**ABOUT THIS TASK**
How many lines in the records below hold the word "widget"? Answer with the number alone.

Saved entries:

************

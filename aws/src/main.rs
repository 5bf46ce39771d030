lumiplug::serve_provider!(aws::provider()?);
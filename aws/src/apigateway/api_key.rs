//! API Gateway API key

use async_trait::async_trait;
use lumiplug::diff::ObjectDiff;
use lumiplug::{
    Context, FieldKind, Id, Inspection, ProviderError, ResourceOps, ResourceSchema, Type,
};
use serde::{Deserialize, Serialize};
use std::sync::Arc;

use crate::cloud::Cloud;

pub const TOKEN: &str = "aws:apigateway/apiKey:APIKey";

/// Stage the key is bound to
#[derive(Debug, Clone, Default, PartialEq, Serialize, Deserialize)]
#[serde(default)]
pub struct StageKey {
    #[serde(rename = "restAPI", skip_serializing_if = "Option::is_none")]
    pub rest_api: Option<String>,
    #[serde(skip_serializing_if = "Option::is_none")]
    pub stage: Option<String>,
}

#[derive(Debug, Clone, Default, PartialEq, Serialize, Deserialize)]
#[serde(default, rename_all = "camelCase")]
pub struct ApiKey {
    pub name: String,
    #[serde(skip_serializing_if = "Option::is_none")]
    pub key_name: Option<String>,
    #[serde(skip_serializing_if = "Option::is_none")]
    pub description: Option<String>,
    #[serde(skip_serializing_if = "Option::is_none")]
    pub enabled: Option<bool>,
    #[serde(skip_serializing_if = "Option::is_none")]
    pub stage_keys: Option<StageKey>,
}

pub fn schema() -> ResourceSchema {
    ResourceSchema::builder(Type::new(TOKEN).expect("valid API key token"))
        .required_replace("name", FieldKind::String)
        .optional_replace("keyName", FieldKind::String)
        .optional("description", FieldKind::String)
        .optional("enabled", FieldKind::Bool)
        .optional("stageKeys", FieldKind::Object)
        .build()
}

pub struct ApiKeyOps {
    cloud: Arc<Cloud>,
}

impl ApiKeyOps {
    pub fn new(cloud: Arc<Cloud>) -> Self {
        Self { cloud }
    }
}

#[async_trait]
impl ResourceOps for ApiKeyOps {
    type Resource = ApiKey;

    async fn create(&self, _ctx: Context, mut key: ApiKey) -> Result<Id, ProviderError> {
        key.enabled.get_or_insert(false);
        let id = self.cloud.allocate("ak");
        self.cloud.api_keys.insert(id.clone(), key)?;
        tracing::info!(id = %id, "Created API key");
        Ok(id)
    }

    async fn get(&self, _ctx: Context, id: Id) -> Result<ApiKey, ProviderError> {
        self.cloud.api_keys.get(&id)
    }

    /// A key cannot be moved to another REST API once bound
    async fn inspect_change(
        &self,
        _ctx: Context,
        _id: Id,
        old: ApiKey,
        new: ApiKey,
        _diff: ObjectDiff,
    ) -> Result<Inspection, ProviderError> {
        let bound = old.stage_keys.and_then(|s| s.rest_api);
        let wanted = new.stage_keys.and_then(|s| s.rest_api);
        match (bound, wanted) {
            (Some(bound), Some(wanted)) if bound != wanted => {
                Ok(Inspection::replace(["stageKeys"]))
            }
            (Some(_), None) => Ok(Inspection::replace(["stageKeys"])),
            _ => Ok(Inspection::default()),
        }
    }

    async fn update(
        &self,
        _ctx: Context,
        id: Id,
        _old: ApiKey,
        new: ApiKey,
        diff: ObjectDiff,
    ) -> Result<(), ProviderError> {
        let mut current = self.cloud.api_keys.get(&id)?;
        current.description = new.description;
        current.enabled = new.enabled.or(current.enabled);
        current.stage_keys = new.stage_keys;
        self.cloud.api_keys.put(&id, current)?;

        tracing::info!(id = %id, changed = ?diff.changed_keys(), "Updated API key");
        Ok(())
    }

    async fn delete(&self, _ctx: Context, id: Id) -> Result<(), ProviderError> {
        self.cloud.api_keys.remove(&id)?;
        tracing::info!(id = %id, "Deleted API key");
        Ok(())
    }
}

#[cfg(test)]
#[allow(clippy::disallowed_methods)]
mod tests {
    use super::*;

    fn bound_to(api: &str) -> ApiKey {
        ApiKey {
            name: "ci".to_string(),
            stage_keys: Some(StageKey {
                rest_api: Some(api.to_string()),
                stage: Some("prod".to_string()),
            }),
            ..Default::default()
        }
    }

    #[tokio::test]
    async fn rebinding_to_another_api_forces_replacement() {
        let ops = ApiKeyOps::new(Arc::new(Cloud::new()));
        let id = Id::new("ak-1");

        let inspection = ops
            .inspect_change(
                Context::new(),
                id.clone(),
                bound_to("api-1"),
                bound_to("api-2"),
                ObjectDiff::default(),
            )
            .await
            .unwrap();
        assert_eq!(inspection.replaces, vec!["stageKeys".to_string()]);

        let inspection = ops
            .inspect_change(
                Context::new(),
                id,
                ApiKey::default(),
                bound_to("api-1"),
                ObjectDiff::default(),
            )
            .await
            .unwrap();
        assert!(inspection.replaces.is_empty());
    }

    #[tokio::test]
    async fn keys_start_disabled() {
        let ops = ApiKeyOps::new(Arc::new(Cloud::new()));
        let id = ops.create(Context::new(), ApiKey::default()).await.unwrap();
        assert_eq!(ops.get(Context::new(), id).await.unwrap().enabled, Some(false));
    }
}
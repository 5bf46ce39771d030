//! In-memory AWS account
//!
//! Stands in for the EC2 and API Gateway endpoints. Each resource kind has its
//! own [`Table`]; IDs are allocated from one account-wide counter using the
//! prefixes AWS uses (`sg-`, `rtb-`, ...).

use lumiplug::{Id, ProviderError};
use std::collections::BTreeMap;
use std::sync::atomic::{AtomicU64, Ordering};
use std::sync::RwLock;

use crate::apigateway::ApiKey;
use crate::ec2::{RouteTable, SecurityGroup, SecurityGroupEgress};

/// Rows of one resource kind, keyed by ID
#[derive(Debug)]
pub struct Table<T> {
    kind: &'static str,
    rows: RwLock<BTreeMap<Id, T>>,
}

impl<T: Clone> Table<T> {
    fn new(kind: &'static str) -> Self {
        Self {
            kind,
            rows: RwLock::new(BTreeMap::new()),
        }
    }

    pub fn insert(&self, id: Id, row: T) -> Result<(), ProviderError> {
        let mut rows = self.write()?;
        if rows.contains_key(&id) {
            return Err(ProviderError::Conflict(format!("{} {} already exists", self.kind, id)));
        }
        rows.insert(id, row);
        Ok(())
    }

    pub fn get(&self, id: &Id) -> Result<T, ProviderError> {
        self.read()?
            .get(id)
            .cloned()
            .ok_or_else(|| self.not_found(id))
    }

    pub fn contains(&self, id: &Id) -> bool {
        self.read().map(|rows| rows.contains_key(id)).unwrap_or(false)
    }

    /// Replaces an existing row
    pub fn put(&self, id: &Id, row: T) -> Result<(), ProviderError> {
        let mut rows = self.write()?;
        match rows.get_mut(id) {
            Some(existing) => {
                *existing = row;
                Ok(())
            }
            None => Err(self.not_found(id)),
        }
    }

    pub fn remove(&self, id: &Id) -> Result<T, ProviderError> {
        self.write()?.remove(id).ok_or_else(|| self.not_found(id))
    }

    /// IDs of the rows matching `pred`
    pub fn find(&self, pred: impl Fn(&T) -> bool) -> Vec<Id> {
        self.read()
            .map(|rows| {
                rows.iter()
                    .filter(|(_, row)| pred(row))
                    .map(|(id, _)| id.clone())
                    .collect()
            })
            .unwrap_or_default()
    }

    pub fn len(&self) -> usize {
        self.read().map(|rows| rows.len()).unwrap_or(0)
    }

    pub fn is_empty(&self) -> bool {
        self.len() == 0
    }

    fn not_found(&self, id: &Id) -> ProviderError {
        ProviderError::NotFound(format!("{} {} does not exist", self.kind, id))
    }

    fn read(&self) -> Result<std::sync::RwLockReadGuard<'_, BTreeMap<Id, T>>, ProviderError> {
        self.rows
            .read()
            .map_err(|_| ProviderError::Failed(format!("{} table is poisoned", self.kind)))
    }

    fn write(&self) -> Result<std::sync::RwLockWriteGuard<'_, BTreeMap<Id, T>>, ProviderError> {
        self.rows
            .write()
            .map_err(|_| ProviderError::Failed(format!("{} table is poisoned", self.kind)))
    }
}

/// One account's worth of resources
#[derive(Debug)]
pub struct Cloud {
    next_id: AtomicU64,
    pub security_groups: Table<SecurityGroup>,
    pub security_group_egress: Table<SecurityGroupEgress>,
    pub route_tables: Table<RouteTable>,
    pub api_keys: Table<ApiKey>,
}

impl Default for Cloud {
    fn default() -> Self {
        Self::new()
    }
}

impl Cloud {
    pub fn new() -> Self {
        Self {
            next_id: AtomicU64::new(1),
            security_groups: Table::new("security group"),
            security_group_egress: Table::new("security group egress rule"),
            route_tables: Table::new("route table"),
            api_keys: Table::new("API key"),
        }
    }

    /// Allocates a fresh ID such as `sg-0000000000000001`
    pub fn allocate(&self, prefix: &str) -> Id {
        let n = self.next_id.fetch_add(1, Ordering::Relaxed);
        Id::new(format!("{}-{:016x}", prefix, n))
    }
}

#[cfg(test)]
#[allow(clippy::disallowed_methods)]
mod tests {
    use super::*;

    #[test]
    fn ids_are_unique_and_prefixed() {
        let cloud = Cloud::new();
        let a = cloud.allocate("sg");
        let b = cloud.allocate("rtb");
        assert_eq!(a.as_str(), "sg-0000000000000001");
        assert_eq!(b.as_str(), "rtb-0000000000000002");
    }

    #[test]
    fn table_reports_missing_and_duplicate_rows() {
        let table: Table<String> = Table::new("widget");
        let id = Id::new("w-1");

        table.insert(id.clone(), "one".to_string()).unwrap();
        assert!(matches!(
            table.insert(id.clone(), "again".to_string()),
            Err(ProviderError::Conflict(_))
        ));

        table.put(&id, "two".to_string()).unwrap();
        assert_eq!(table.get(&id).unwrap(), "two");
        assert_eq!(table.find(|row| row == "two"), vec![id.clone()]);

        table.remove(&id).unwrap();
        assert!(table.is_empty());
        match table.get(&id) {
            Err(ProviderError::NotFound(message)) => assert_eq!(message, "widget w-1 does not exist"),
            other => panic!("unexpected result: {:?}", other),
        }
        assert!(matches!(table.put(&id, String::new()), Err(ProviderError::NotFound(_))));
    }
}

************

**ANSWER TO THIS PROBLEM**
2